(Extracted information begins)
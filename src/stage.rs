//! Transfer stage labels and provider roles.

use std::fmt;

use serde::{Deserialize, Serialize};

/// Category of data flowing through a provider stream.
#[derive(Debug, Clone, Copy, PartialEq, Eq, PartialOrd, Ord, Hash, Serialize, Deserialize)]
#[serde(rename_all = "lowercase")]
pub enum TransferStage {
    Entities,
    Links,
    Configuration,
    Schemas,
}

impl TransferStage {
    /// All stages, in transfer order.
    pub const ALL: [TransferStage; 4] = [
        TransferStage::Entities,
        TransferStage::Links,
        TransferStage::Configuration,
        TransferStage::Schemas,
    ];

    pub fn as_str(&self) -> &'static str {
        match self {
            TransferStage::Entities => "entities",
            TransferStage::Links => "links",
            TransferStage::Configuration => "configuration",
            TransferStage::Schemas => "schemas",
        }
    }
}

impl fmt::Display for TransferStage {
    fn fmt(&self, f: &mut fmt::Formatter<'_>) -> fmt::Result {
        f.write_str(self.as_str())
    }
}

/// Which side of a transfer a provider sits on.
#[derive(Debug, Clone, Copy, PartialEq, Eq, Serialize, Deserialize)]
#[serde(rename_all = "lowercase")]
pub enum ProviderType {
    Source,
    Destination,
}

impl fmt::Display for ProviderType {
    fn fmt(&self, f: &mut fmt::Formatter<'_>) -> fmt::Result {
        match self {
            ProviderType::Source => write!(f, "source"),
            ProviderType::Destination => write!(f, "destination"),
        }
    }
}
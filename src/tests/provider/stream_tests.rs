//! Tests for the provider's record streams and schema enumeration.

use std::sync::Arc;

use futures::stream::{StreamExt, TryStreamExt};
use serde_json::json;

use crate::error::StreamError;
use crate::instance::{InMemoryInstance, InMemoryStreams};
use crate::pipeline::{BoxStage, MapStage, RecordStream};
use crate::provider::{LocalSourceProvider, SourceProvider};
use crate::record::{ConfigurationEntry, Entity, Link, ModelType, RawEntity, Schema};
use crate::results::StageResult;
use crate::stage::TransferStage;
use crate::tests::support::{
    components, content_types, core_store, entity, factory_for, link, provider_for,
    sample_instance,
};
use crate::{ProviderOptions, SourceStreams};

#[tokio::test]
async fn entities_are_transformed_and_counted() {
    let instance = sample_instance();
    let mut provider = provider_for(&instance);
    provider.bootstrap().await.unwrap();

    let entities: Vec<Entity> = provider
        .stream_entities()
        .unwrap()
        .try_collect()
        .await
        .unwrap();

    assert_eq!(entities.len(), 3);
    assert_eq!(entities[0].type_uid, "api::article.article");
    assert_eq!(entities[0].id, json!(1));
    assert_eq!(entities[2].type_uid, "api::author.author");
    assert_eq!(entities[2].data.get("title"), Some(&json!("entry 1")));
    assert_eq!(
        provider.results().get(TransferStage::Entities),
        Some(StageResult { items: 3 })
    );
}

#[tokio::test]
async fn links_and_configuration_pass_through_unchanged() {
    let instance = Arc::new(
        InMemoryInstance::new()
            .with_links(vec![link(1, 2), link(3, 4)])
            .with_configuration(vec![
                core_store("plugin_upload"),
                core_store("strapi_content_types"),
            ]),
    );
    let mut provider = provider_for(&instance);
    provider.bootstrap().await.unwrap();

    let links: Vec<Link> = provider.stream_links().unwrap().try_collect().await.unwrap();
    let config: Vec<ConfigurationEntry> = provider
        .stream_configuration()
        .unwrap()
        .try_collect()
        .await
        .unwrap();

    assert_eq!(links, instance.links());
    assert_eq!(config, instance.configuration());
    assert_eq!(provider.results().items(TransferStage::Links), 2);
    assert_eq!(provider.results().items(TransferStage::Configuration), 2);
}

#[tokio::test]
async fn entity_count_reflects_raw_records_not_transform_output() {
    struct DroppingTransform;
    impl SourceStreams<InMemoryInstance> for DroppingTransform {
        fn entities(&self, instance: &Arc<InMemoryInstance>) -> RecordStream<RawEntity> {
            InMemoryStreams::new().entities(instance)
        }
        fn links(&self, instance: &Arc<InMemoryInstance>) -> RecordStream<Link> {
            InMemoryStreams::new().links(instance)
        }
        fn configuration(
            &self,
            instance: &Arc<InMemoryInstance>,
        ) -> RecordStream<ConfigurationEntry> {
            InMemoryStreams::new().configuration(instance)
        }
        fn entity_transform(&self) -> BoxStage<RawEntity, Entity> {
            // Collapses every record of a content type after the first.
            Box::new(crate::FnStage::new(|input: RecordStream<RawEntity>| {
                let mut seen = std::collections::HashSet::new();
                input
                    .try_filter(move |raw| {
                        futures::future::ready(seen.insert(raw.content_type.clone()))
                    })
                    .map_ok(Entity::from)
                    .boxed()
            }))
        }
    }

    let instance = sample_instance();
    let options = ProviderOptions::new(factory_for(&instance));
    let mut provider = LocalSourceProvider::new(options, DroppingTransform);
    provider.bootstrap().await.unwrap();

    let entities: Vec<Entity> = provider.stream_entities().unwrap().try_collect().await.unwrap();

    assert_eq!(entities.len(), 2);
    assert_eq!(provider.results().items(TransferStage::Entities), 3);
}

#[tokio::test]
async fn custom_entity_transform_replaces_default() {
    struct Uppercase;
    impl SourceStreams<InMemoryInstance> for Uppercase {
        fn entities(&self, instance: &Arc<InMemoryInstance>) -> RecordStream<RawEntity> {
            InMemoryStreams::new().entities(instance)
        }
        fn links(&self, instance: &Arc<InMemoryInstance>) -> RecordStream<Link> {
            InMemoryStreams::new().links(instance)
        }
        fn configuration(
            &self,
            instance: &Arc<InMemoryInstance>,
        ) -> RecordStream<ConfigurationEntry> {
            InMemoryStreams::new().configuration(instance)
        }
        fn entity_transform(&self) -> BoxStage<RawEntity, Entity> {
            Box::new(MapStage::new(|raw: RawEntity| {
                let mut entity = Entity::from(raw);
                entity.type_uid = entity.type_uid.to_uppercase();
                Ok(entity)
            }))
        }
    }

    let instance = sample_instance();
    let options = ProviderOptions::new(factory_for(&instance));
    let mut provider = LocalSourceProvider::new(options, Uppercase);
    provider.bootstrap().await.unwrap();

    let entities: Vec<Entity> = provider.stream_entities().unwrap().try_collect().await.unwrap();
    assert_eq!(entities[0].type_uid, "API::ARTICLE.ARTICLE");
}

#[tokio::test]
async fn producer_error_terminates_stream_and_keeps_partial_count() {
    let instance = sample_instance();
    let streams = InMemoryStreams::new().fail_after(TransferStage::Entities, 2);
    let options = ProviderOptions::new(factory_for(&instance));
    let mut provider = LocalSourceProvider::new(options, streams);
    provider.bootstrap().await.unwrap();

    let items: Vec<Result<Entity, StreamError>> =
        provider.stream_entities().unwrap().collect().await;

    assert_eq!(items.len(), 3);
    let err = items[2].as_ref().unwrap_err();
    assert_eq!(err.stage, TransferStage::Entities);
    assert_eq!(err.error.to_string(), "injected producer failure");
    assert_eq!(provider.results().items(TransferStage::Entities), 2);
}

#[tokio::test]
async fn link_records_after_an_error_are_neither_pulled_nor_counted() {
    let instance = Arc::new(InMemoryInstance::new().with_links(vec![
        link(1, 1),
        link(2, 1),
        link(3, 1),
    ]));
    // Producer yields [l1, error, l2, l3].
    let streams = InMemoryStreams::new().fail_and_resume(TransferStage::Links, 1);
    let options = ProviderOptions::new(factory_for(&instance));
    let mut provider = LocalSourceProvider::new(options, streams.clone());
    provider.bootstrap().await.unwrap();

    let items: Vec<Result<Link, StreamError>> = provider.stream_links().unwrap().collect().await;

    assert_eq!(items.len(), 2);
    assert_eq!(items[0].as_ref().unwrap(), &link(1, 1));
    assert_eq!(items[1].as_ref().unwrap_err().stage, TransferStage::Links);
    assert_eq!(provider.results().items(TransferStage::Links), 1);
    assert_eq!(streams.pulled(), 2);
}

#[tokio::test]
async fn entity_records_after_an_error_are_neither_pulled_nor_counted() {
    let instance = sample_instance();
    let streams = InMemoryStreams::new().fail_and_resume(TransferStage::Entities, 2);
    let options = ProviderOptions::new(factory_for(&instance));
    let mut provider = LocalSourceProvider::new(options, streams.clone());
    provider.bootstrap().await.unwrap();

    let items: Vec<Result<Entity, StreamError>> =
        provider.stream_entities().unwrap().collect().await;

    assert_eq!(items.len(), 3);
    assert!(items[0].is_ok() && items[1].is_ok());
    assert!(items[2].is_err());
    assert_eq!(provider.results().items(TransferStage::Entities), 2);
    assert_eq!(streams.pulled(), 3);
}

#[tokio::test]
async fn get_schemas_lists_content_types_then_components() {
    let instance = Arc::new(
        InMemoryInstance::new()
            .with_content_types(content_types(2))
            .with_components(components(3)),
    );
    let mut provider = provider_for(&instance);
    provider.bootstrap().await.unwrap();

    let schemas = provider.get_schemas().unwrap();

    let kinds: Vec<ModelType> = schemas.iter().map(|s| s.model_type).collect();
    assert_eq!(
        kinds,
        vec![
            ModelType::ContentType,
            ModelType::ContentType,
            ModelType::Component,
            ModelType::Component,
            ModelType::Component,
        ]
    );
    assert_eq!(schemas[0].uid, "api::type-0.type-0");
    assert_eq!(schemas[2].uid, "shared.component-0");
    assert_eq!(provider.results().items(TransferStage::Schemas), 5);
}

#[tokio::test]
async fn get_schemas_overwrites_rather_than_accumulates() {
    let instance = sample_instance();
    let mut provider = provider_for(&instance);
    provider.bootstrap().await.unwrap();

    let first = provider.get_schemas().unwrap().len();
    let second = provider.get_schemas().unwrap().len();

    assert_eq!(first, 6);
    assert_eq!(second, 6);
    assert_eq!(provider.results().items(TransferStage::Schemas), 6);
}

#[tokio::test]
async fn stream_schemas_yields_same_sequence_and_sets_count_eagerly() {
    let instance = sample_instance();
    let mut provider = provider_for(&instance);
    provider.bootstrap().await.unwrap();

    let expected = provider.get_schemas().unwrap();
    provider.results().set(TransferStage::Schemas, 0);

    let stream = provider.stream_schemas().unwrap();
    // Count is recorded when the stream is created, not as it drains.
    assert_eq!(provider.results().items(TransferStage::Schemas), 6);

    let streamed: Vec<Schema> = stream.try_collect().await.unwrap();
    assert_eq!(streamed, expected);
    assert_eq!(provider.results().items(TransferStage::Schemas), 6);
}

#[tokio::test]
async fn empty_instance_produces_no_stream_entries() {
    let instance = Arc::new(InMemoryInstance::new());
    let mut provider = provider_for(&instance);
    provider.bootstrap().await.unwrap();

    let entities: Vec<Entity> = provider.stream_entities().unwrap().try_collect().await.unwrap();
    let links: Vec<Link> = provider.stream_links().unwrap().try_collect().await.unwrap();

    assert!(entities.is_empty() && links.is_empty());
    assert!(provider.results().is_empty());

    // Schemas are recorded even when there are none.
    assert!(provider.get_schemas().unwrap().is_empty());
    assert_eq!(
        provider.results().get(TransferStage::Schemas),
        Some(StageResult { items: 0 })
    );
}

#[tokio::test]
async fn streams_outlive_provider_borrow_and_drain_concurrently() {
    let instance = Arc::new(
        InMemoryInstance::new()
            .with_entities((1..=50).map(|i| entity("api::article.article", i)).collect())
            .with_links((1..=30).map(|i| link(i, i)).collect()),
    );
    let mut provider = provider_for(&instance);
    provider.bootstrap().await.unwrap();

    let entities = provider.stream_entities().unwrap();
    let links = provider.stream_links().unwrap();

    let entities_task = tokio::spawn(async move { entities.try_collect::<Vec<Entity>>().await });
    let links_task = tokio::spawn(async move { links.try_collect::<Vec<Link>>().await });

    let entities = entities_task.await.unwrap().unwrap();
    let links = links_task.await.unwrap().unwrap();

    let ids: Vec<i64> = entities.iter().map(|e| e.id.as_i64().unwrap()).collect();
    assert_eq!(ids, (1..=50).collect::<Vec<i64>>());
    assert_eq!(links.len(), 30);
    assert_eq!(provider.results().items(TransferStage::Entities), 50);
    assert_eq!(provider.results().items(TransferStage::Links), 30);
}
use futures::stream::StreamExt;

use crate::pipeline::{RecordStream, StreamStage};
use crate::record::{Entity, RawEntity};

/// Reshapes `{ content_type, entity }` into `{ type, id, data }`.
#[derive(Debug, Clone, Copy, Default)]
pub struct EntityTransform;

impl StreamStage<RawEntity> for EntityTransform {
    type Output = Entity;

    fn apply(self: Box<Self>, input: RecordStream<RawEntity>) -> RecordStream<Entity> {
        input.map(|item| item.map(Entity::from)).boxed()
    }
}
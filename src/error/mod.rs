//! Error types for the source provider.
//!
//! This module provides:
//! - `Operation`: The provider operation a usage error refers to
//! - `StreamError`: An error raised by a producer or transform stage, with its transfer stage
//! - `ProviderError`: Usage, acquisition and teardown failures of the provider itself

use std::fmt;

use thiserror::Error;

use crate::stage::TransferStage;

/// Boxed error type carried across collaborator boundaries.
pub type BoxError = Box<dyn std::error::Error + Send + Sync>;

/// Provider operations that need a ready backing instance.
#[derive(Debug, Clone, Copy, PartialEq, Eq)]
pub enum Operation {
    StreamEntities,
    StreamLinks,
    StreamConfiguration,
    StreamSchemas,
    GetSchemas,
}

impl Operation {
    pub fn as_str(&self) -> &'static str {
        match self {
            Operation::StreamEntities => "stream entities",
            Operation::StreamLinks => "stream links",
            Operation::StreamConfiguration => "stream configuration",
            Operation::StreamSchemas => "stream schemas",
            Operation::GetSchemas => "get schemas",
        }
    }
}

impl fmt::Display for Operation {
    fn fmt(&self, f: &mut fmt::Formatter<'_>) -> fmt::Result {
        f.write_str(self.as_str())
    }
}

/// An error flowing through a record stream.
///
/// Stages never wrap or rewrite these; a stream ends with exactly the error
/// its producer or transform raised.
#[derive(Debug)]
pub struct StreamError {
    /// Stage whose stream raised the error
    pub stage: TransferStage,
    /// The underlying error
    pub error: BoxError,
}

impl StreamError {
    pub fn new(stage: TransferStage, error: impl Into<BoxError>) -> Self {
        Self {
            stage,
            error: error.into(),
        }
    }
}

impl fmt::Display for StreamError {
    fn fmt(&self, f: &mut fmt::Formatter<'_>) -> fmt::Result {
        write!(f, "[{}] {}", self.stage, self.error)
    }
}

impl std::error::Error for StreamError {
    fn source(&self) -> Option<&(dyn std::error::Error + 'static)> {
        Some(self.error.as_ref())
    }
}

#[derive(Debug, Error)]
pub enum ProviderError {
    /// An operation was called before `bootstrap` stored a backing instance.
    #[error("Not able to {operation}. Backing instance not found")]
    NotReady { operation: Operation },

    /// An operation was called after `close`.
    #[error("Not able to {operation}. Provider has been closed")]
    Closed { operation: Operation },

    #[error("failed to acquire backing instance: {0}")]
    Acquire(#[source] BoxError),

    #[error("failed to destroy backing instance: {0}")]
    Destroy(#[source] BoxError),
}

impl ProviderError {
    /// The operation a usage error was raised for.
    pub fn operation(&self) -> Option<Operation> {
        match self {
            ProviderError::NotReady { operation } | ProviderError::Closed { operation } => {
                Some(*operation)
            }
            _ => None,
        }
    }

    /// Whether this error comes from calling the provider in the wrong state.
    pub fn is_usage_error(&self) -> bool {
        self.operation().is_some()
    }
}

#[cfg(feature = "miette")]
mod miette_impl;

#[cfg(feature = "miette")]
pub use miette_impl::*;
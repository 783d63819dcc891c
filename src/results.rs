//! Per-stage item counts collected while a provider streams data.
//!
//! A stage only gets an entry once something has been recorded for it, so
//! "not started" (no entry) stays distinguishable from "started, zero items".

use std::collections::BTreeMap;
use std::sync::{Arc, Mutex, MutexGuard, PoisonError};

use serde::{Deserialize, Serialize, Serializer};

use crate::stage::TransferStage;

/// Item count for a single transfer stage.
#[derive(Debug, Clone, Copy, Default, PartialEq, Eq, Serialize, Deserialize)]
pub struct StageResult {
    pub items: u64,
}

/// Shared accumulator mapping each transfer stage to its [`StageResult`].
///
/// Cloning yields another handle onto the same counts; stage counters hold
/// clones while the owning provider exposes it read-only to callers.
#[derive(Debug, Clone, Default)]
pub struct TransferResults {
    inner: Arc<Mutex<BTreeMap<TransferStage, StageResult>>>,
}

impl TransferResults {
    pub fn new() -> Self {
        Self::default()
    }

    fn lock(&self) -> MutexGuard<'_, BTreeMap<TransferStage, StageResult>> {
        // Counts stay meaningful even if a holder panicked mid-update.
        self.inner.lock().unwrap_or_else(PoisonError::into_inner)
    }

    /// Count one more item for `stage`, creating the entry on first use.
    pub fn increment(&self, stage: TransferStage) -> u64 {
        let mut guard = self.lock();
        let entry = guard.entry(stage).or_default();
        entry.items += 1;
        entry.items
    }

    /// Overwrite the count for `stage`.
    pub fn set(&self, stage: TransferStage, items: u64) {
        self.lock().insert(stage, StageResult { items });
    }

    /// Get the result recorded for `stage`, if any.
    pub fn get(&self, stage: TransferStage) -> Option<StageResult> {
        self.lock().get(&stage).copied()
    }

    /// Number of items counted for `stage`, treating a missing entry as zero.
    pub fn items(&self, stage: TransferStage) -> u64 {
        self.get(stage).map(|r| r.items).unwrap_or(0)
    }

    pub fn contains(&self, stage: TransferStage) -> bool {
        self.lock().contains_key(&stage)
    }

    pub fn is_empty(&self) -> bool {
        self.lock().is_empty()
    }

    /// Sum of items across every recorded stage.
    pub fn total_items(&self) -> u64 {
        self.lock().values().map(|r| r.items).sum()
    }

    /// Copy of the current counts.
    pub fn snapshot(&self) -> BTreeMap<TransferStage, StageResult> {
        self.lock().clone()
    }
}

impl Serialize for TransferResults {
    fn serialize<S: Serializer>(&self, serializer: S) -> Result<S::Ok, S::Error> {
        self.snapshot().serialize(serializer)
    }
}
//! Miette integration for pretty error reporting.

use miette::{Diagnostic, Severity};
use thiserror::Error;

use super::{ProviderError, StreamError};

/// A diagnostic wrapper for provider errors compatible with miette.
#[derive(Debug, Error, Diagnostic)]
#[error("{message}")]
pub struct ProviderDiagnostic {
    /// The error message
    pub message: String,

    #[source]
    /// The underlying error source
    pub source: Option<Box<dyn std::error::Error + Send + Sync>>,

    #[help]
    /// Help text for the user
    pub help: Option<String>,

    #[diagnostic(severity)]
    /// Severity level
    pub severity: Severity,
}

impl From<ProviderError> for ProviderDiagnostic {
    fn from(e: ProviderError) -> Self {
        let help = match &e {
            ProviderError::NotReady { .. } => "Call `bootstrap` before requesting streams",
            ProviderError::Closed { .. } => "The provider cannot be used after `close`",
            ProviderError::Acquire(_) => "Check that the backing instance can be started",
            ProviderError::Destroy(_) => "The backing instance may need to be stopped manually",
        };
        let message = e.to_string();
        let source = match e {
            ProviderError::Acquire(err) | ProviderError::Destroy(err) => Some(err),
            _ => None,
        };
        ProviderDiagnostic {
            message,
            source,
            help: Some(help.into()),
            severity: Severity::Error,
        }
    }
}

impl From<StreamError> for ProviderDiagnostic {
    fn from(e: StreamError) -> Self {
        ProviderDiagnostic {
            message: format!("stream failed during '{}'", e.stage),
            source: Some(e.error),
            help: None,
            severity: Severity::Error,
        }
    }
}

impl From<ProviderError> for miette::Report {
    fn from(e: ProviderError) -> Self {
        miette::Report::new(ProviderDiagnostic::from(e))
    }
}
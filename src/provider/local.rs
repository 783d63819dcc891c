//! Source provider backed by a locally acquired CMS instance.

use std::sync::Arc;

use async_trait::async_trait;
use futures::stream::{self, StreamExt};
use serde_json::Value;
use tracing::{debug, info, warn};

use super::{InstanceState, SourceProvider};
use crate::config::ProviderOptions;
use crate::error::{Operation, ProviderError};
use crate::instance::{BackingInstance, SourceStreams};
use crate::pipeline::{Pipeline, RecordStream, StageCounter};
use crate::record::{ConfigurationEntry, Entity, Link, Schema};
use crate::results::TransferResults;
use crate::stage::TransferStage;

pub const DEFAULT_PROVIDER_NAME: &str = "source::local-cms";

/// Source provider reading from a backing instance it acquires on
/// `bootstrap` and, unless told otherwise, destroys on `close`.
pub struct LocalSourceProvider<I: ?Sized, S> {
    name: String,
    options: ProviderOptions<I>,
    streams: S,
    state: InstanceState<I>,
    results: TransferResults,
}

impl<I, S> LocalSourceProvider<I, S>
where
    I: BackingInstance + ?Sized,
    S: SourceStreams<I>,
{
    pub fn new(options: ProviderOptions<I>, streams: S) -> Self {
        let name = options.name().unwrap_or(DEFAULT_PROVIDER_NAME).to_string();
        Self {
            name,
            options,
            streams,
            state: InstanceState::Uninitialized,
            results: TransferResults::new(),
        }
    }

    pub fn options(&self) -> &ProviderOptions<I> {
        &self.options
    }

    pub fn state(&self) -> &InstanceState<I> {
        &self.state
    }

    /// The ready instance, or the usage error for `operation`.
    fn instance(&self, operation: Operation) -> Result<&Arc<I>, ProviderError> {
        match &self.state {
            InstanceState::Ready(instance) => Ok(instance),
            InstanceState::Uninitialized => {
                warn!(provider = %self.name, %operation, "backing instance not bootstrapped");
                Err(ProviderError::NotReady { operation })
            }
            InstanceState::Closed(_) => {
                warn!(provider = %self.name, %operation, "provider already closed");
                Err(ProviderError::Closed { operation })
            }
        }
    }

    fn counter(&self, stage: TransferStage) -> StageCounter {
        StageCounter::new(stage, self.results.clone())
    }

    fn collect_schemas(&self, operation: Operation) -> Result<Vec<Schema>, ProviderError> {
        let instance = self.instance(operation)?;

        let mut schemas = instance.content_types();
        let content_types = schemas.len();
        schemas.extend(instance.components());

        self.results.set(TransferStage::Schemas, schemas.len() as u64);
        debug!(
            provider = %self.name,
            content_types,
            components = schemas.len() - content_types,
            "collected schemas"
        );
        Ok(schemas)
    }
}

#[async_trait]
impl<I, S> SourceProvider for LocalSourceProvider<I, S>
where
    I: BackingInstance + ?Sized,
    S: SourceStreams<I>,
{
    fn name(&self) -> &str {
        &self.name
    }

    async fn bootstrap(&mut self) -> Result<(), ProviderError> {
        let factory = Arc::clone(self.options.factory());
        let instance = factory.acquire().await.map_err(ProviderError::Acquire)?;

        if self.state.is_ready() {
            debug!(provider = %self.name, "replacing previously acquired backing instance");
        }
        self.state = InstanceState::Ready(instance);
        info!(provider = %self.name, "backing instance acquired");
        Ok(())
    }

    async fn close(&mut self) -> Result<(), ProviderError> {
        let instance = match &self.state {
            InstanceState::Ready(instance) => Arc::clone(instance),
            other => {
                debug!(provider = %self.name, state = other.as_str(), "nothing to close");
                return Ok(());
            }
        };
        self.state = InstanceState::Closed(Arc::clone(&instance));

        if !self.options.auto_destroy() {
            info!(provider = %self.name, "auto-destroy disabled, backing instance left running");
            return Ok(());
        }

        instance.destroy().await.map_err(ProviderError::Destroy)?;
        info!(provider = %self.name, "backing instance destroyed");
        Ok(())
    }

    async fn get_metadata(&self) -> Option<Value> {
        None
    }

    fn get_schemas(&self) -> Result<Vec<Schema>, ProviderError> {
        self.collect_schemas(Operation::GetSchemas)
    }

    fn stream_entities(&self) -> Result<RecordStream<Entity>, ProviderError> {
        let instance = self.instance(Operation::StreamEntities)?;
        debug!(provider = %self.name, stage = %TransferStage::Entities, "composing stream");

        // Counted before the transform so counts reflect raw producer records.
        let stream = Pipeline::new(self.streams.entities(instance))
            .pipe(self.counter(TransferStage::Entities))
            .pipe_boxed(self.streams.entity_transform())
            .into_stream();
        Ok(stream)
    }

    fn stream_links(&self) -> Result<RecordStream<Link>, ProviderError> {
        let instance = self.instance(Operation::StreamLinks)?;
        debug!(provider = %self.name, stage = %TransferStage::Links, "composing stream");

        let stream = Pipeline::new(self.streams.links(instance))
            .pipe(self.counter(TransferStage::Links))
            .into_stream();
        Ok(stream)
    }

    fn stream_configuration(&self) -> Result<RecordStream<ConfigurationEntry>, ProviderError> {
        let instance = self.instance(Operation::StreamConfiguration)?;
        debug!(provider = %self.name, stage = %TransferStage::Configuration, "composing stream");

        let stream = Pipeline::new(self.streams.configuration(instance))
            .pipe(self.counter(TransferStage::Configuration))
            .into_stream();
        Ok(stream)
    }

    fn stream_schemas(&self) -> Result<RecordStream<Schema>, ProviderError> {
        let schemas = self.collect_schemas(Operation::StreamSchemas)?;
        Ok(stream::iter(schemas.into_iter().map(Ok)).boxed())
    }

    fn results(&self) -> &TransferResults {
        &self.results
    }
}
(Extracted information ends)
Filter the data above by the word "raised" and copy every line that matches.

● Response to the task:
//! - `StreamError`: An error raised by a producer or transform stage, with its transfer stage
/// its producer or transform raised.
    /// Stage whose stream raised the error
    /// The operation a usage error was raised for.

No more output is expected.